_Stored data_
━━━━

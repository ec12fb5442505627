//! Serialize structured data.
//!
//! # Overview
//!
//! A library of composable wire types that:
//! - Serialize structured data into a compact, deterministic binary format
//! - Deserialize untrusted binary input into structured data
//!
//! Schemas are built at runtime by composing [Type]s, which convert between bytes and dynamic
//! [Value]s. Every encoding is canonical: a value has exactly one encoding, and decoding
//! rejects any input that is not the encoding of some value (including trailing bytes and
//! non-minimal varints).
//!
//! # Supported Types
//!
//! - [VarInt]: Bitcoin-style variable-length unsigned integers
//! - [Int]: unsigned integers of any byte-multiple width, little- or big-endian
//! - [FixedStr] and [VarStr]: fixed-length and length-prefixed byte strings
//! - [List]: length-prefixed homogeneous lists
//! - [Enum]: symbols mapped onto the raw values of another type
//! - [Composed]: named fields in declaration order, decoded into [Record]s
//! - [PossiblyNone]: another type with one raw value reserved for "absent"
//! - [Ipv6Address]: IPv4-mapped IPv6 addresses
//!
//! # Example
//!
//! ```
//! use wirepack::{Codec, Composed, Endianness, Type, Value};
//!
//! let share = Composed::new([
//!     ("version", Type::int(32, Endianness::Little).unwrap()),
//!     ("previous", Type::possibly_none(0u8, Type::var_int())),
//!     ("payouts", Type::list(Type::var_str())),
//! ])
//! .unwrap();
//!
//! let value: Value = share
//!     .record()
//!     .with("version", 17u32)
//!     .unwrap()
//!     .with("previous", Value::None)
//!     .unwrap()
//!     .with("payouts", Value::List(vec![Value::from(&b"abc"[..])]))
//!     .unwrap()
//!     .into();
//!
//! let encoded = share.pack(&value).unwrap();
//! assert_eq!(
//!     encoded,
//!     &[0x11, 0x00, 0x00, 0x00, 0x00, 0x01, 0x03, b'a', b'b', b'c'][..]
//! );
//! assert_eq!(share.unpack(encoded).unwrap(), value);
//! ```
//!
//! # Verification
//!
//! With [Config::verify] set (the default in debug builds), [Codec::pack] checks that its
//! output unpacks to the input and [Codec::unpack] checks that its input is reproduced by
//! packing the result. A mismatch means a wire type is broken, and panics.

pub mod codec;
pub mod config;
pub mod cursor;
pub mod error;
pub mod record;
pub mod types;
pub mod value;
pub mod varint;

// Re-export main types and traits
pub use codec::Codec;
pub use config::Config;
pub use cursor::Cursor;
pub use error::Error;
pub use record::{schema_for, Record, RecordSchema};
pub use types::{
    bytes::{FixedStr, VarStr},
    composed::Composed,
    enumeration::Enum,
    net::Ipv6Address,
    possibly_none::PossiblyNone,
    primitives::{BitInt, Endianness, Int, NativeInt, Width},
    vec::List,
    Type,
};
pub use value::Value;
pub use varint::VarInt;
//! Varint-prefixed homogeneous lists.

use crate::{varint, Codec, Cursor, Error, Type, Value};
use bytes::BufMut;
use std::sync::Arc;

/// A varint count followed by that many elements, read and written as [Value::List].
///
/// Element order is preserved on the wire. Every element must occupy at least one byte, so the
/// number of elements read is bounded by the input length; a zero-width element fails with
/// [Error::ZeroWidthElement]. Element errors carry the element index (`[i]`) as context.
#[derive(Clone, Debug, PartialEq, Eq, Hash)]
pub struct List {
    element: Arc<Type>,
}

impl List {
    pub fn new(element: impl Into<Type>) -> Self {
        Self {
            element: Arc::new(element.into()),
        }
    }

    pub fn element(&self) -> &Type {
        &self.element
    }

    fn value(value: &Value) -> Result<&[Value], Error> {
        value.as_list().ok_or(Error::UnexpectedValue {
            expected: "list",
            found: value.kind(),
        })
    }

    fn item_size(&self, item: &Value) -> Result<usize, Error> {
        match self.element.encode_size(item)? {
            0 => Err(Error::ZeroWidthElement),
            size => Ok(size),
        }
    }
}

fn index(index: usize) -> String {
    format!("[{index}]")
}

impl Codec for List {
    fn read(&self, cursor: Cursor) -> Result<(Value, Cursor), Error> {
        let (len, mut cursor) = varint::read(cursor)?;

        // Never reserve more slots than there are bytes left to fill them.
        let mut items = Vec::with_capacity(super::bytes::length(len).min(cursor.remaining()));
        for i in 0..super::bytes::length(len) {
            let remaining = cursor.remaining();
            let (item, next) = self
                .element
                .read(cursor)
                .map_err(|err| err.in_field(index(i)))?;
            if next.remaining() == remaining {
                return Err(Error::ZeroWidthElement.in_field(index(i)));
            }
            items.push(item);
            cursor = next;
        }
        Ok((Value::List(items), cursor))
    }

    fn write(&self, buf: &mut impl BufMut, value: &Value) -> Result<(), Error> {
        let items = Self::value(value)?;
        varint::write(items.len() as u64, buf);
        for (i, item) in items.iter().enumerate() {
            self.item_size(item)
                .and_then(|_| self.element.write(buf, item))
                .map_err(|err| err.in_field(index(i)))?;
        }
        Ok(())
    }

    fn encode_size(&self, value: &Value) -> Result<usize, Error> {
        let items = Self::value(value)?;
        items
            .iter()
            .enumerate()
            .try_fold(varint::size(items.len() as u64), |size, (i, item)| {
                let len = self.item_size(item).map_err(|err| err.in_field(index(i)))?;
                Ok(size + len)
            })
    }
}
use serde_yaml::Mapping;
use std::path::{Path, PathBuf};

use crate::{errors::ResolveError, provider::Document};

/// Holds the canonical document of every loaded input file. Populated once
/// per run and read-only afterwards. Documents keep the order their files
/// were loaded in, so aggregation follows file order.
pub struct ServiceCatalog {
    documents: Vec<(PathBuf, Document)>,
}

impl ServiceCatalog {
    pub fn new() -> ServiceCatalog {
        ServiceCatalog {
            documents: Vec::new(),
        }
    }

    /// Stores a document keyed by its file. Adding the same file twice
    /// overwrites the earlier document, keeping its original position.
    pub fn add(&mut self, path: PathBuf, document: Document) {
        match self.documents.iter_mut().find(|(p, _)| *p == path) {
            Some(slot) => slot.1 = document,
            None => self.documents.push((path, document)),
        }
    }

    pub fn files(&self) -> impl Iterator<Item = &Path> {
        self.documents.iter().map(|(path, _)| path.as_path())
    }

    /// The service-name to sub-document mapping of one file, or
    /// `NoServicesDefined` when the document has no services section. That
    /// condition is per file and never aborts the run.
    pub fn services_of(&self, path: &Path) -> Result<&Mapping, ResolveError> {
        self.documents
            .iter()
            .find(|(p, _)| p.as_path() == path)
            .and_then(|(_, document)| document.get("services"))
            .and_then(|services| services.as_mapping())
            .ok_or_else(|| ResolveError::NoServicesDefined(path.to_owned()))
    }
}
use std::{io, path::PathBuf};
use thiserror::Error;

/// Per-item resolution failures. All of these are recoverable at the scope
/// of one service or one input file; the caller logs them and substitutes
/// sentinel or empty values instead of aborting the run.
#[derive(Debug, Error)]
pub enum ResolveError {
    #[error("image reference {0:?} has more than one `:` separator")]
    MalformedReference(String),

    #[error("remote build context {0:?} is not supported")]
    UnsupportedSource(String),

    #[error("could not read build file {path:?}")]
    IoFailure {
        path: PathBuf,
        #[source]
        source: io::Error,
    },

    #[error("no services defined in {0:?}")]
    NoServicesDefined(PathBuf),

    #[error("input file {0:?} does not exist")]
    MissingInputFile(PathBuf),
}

━━━━

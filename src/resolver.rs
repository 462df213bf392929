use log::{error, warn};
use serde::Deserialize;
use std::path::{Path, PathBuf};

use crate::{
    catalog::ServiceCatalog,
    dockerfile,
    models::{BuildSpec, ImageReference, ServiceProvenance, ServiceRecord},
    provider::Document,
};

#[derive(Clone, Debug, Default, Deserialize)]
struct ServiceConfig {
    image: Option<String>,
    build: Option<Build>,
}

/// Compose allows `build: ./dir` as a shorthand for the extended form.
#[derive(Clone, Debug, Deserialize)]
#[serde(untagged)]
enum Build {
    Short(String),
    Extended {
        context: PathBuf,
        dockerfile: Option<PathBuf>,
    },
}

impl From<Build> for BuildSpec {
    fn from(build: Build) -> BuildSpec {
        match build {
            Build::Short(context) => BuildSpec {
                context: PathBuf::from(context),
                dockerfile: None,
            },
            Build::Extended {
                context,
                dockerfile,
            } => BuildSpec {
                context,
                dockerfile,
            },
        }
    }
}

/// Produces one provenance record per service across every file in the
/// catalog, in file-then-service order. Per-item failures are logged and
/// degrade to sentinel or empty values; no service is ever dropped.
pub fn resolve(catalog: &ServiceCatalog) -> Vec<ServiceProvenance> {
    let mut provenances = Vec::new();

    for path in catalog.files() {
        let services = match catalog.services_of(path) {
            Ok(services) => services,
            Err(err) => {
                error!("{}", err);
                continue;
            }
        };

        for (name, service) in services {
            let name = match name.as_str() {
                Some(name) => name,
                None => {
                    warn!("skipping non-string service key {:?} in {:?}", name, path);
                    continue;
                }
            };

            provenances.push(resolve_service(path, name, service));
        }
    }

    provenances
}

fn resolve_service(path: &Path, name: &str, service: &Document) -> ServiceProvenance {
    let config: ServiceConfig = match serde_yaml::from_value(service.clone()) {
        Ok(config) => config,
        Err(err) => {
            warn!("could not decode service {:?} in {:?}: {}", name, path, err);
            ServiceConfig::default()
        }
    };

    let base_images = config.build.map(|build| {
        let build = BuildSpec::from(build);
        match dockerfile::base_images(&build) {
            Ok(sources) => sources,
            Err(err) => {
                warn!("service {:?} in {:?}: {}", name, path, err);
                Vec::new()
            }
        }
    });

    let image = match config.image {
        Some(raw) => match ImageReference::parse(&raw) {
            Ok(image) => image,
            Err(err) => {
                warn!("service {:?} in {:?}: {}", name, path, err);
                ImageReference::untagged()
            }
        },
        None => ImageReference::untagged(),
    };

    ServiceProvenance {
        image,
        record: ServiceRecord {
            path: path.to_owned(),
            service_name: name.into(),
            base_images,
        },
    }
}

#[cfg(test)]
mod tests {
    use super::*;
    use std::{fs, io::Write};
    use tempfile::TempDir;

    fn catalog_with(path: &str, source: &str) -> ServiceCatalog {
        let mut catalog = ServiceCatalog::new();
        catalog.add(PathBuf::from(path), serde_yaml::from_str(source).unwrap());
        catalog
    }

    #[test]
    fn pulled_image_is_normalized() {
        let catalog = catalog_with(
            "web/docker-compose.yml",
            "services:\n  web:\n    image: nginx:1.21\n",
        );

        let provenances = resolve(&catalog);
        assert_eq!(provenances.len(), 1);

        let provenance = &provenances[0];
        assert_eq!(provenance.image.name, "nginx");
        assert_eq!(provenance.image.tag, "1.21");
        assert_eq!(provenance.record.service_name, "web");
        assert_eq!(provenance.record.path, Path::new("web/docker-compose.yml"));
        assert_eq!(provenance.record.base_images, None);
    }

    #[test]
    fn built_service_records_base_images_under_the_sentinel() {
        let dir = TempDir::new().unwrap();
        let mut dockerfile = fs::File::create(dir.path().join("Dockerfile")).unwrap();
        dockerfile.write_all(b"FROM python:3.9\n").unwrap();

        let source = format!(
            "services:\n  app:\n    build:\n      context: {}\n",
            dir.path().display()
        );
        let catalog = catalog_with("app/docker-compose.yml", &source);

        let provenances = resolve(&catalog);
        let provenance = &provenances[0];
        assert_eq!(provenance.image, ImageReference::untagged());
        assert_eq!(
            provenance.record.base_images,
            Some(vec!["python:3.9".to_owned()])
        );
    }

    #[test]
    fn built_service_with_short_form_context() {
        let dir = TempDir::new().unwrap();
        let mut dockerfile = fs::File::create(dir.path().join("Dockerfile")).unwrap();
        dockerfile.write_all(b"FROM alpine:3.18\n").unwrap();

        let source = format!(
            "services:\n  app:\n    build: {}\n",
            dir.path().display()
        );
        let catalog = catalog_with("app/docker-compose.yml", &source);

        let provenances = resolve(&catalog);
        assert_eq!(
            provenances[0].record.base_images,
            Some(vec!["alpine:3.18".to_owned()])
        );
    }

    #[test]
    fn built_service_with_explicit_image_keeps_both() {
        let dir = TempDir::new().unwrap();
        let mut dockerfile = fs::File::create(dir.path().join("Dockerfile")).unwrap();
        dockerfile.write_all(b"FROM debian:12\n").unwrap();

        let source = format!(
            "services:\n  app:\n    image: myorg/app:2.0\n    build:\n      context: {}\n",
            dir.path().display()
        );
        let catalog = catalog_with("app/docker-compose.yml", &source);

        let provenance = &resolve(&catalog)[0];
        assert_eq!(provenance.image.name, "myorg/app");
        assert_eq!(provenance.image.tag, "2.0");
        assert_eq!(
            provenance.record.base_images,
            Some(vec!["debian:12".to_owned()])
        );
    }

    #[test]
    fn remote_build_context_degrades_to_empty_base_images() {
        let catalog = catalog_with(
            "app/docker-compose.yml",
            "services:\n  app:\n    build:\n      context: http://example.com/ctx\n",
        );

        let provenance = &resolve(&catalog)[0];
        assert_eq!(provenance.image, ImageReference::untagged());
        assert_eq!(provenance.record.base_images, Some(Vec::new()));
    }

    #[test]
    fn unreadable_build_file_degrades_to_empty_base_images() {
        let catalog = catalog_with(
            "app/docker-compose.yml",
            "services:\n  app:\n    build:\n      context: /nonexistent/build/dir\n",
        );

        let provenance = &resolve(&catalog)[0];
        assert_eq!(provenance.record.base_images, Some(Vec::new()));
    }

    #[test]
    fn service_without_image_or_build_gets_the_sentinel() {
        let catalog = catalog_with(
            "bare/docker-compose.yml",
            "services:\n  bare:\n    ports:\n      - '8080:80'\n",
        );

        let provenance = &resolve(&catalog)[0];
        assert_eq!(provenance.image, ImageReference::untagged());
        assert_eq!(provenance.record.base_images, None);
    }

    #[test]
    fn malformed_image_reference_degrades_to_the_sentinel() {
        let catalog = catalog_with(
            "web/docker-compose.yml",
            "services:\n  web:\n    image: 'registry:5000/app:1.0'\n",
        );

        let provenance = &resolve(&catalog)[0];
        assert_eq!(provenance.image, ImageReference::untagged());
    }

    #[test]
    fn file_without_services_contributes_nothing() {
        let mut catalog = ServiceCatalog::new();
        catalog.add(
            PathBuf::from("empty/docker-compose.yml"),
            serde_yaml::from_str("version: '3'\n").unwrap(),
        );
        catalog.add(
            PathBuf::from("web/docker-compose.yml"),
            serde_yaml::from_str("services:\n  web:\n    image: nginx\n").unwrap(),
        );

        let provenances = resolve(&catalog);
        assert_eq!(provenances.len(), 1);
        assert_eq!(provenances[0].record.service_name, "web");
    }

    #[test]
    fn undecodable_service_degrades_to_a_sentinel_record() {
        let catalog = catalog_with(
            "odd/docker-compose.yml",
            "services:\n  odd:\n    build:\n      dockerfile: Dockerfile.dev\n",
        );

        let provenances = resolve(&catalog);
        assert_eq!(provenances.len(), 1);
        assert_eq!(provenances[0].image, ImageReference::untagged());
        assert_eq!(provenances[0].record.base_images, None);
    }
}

━━━━

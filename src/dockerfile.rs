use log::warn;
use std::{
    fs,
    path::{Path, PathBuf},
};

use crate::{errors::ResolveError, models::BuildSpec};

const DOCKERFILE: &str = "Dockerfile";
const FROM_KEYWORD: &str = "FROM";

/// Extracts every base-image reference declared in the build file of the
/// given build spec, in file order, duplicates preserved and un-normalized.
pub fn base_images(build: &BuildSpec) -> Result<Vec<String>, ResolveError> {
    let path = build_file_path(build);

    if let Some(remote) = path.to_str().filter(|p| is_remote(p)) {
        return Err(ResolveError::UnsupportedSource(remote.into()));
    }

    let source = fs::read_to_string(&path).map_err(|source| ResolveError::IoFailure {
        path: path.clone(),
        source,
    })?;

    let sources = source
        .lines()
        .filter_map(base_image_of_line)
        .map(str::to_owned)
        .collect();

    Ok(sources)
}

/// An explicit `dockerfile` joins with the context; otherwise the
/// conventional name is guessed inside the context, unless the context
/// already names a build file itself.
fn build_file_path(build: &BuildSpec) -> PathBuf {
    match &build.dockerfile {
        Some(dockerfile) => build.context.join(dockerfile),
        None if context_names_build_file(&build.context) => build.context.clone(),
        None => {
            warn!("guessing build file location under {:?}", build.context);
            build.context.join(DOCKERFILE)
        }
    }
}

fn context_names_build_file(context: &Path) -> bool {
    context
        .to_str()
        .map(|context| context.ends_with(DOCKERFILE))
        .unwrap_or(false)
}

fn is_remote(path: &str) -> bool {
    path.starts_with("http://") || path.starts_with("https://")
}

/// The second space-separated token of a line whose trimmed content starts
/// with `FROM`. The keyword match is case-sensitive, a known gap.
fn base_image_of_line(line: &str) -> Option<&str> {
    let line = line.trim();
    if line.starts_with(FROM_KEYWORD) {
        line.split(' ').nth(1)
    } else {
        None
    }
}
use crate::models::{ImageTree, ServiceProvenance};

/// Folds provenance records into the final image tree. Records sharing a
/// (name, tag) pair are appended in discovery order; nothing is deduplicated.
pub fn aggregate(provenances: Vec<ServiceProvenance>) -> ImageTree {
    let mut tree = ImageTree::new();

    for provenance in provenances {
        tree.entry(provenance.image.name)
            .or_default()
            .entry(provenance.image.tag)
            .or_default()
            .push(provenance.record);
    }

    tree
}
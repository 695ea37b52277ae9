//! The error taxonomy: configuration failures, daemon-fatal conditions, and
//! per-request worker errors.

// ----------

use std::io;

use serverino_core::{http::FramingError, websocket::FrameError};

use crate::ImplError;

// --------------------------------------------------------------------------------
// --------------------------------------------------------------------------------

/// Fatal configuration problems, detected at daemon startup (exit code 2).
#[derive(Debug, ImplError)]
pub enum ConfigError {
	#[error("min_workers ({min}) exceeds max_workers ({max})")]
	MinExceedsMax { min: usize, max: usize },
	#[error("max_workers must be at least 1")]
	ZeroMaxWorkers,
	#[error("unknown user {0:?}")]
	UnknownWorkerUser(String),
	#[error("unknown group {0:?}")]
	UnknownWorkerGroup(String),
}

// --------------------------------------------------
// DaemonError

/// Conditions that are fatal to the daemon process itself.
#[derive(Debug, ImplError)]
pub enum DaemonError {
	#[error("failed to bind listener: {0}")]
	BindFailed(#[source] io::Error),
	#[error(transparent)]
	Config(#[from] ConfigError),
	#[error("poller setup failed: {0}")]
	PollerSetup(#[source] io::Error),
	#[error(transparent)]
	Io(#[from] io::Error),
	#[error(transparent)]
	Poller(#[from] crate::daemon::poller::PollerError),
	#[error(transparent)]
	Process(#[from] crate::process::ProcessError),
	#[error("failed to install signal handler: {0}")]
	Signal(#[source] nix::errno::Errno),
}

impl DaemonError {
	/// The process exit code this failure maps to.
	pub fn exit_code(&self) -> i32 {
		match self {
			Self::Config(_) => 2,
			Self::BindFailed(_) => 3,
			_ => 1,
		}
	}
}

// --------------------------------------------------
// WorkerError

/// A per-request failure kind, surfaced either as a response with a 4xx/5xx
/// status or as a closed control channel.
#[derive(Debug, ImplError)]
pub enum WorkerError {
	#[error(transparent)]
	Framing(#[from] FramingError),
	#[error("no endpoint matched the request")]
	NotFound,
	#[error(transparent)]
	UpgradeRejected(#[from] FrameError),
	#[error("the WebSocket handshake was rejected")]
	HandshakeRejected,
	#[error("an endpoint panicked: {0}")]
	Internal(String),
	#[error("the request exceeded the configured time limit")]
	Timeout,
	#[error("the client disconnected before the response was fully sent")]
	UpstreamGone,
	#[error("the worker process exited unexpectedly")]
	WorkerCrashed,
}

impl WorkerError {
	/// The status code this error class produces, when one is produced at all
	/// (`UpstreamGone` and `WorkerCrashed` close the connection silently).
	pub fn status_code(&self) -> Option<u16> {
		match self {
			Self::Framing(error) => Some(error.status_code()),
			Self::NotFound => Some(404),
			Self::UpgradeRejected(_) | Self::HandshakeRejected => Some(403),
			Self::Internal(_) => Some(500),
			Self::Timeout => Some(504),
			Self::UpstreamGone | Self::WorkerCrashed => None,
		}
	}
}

━━━━

_Problem details_
Retrieve all lines from the data that contain the string "structured".

_Solution to the exercise_
//! Serialize structured data.
//! - Serialize structured data into a compact, deterministic binary format
//! - Deserialize untrusted binary input into structured data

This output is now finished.